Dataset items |

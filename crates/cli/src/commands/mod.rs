mod run;

use anyhow::Error;
use clap::Parser;

pub use self::run::RunCommand;

#[derive(Parser)]
#[command(
    name = "wasmi",
    version,
    about,
    after_help = "If a subcommand is not provided, the `run` subcommand will be used.",
    // This is required to enable the pattern that either a command is required
    // or the `run` command is used by default.
    args_conflicts_with_subcommands = true,
)]
pub struct WasmiApp {
    #[command(subcommand)]
    subcommand: Option<SubCommand>,
    #[command(flatten)]
    run: RunCommand,
}

#[derive(Parser)]
pub enum SubCommand {
    Run(RunCommand),
}

impl WasmiApp {
    /// Returns `true` if `-v`/`--verbose` was passed to the active subcommand.
    ///
    /// Checked before dispatch so the tracing subscriber can be installed
    /// with the right default filter ahead of `execute`.
    pub fn verbose(&self) -> bool {
        match &self.subcommand {
            Some(SubCommand::Run(run)) => run.verbose(),
            None => self.run.verbose(),
        }
    }
}

/// Implemented by sub-commands in order to execute them.
pub trait Command {
    /// Executes the command.
    fn execute(self) -> Result<(), Error>;
}

impl Command for WasmiApp {
    fn execute(self) -> Result<(), Error> {
        let subcommand = self.subcommand.unwrap_or(SubCommand::Run(self.run));
        match subcommand {
            SubCommand::Run(c) => c.execute(),
        }
    }
}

Work instructions | Find the string "true" in the entries above and return each line that holds it.

Exercise response |
    args_conflicts_with_subcommands = true,
    /// Returns `true` if `-v`/`--verbose` was passed to the active subcommand.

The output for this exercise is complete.